### Exercise requirements
Repeat word for word the opening stretch of the entries, from the first line through the line containing "becomes a remote".

### Exercise material
########
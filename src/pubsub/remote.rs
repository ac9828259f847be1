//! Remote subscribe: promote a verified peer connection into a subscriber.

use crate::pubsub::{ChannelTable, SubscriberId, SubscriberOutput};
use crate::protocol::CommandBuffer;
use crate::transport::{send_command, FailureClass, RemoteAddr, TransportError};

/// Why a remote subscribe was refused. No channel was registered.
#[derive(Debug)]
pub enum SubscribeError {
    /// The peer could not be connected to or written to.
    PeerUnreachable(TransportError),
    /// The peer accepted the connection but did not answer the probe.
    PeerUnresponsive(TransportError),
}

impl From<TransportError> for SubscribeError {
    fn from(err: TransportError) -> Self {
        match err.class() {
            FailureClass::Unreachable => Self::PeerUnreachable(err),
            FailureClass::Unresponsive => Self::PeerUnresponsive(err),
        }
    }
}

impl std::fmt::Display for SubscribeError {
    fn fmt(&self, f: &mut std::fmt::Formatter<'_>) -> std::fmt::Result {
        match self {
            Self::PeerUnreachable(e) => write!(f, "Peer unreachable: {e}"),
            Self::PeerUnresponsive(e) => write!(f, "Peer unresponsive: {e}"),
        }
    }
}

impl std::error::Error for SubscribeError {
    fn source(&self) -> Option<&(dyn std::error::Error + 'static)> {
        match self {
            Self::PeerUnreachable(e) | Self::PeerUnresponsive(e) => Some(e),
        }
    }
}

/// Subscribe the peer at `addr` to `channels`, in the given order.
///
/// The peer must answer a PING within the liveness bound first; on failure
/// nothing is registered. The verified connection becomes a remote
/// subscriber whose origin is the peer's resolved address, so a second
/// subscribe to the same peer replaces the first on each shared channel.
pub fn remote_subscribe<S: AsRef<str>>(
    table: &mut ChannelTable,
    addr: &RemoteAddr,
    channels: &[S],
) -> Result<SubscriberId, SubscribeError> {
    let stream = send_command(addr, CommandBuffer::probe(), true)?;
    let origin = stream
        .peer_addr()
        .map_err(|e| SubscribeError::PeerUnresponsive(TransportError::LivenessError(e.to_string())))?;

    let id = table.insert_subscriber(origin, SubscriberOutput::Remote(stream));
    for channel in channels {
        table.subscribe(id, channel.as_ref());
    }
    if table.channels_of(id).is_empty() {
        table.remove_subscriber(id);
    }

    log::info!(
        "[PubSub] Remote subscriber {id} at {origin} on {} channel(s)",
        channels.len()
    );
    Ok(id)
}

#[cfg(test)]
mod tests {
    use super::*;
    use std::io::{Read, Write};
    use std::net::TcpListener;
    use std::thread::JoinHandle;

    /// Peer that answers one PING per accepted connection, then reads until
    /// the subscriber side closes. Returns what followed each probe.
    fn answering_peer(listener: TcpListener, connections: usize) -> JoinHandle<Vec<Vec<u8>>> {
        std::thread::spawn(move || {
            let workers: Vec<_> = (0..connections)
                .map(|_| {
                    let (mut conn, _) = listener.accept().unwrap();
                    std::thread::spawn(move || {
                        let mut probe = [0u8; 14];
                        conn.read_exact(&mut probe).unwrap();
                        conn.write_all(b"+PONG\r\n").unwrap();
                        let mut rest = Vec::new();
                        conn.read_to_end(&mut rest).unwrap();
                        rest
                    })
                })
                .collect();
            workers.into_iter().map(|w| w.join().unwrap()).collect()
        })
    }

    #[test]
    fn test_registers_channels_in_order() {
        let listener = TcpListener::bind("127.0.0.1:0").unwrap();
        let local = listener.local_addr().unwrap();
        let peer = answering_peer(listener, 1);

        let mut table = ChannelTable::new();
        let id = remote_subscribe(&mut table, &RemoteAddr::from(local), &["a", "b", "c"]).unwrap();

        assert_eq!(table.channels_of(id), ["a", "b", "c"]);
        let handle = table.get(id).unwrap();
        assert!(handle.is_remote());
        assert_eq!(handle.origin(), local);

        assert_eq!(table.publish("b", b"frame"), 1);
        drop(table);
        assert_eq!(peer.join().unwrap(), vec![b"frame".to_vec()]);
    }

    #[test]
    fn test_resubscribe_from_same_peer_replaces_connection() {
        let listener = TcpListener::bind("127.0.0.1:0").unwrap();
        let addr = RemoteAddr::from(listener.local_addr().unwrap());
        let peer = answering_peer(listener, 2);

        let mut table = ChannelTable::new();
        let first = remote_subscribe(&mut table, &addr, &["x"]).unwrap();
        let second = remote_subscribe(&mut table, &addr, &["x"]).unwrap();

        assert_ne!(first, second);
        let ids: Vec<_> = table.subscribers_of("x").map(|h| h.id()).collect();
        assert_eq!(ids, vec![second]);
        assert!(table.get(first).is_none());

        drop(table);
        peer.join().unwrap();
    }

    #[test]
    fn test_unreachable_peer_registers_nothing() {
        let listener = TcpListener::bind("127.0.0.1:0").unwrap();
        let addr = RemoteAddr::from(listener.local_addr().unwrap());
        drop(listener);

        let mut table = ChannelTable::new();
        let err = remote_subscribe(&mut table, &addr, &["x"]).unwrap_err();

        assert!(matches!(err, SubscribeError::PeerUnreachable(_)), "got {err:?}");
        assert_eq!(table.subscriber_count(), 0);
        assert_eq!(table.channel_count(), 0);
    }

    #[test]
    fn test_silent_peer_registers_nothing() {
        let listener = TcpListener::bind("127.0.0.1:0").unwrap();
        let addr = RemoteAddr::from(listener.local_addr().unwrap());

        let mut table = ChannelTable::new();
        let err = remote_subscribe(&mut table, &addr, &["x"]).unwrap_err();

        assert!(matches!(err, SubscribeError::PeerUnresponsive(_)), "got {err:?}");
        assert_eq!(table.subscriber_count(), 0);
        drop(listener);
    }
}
########
### Result
filename src/pubsub/remote.rs
repository ac9828259f847be1
//! Remote subscribe: promote a verified peer connection into a subscriber.

use crate::pubsub::{ChannelTable, SubscriberId, SubscriberOutput};
use crate::protocol::CommandBuffer;
use crate::transport::{send_command, FailureClass, RemoteAddr, TransportError};

/// Why a remote subscribe was refused. No channel was registered.
#[derive(Debug)]
pub enum SubscribeError {
    /// The peer could not be connected to or written to.
    PeerUnreachable(TransportError),
    /// The peer accepted the connection but did not answer the probe.
    PeerUnresponsive(TransportError),
}

impl From<TransportError> for SubscribeError {
    fn from(err: TransportError) -> Self {
        match err.class() {
            FailureClass::Unreachable => Self::PeerUnreachable(err),
            FailureClass::Unresponsive => Self::PeerUnresponsive(err),
        }
    }
}

impl std::fmt::Display for SubscribeError {
    fn fmt(&self, f: &mut std::fmt::Formatter<'_>) -> std::fmt::Result {
        match self {
            Self::PeerUnreachable(e) => write!(f, "Peer unreachable: {e}"),
            Self::PeerUnresponsive(e) => write!(f, "Peer unresponsive: {e}"),
        }
    }
}

impl std::error::Error for SubscribeError {
    fn source(&self) -> Option<&(dyn std::error::Error + 'static)> {
        match self {
            Self::PeerUnreachable(e) | Self::PeerUnresponsive(e) => Some(e),
        }
    }
}

/// Subscribe the peer at `addr` to `channels`, in the given order.
///
/// The peer must answer a PING within the liveness bound first; on failure
/// nothing is registered. The verified connection becomes a remote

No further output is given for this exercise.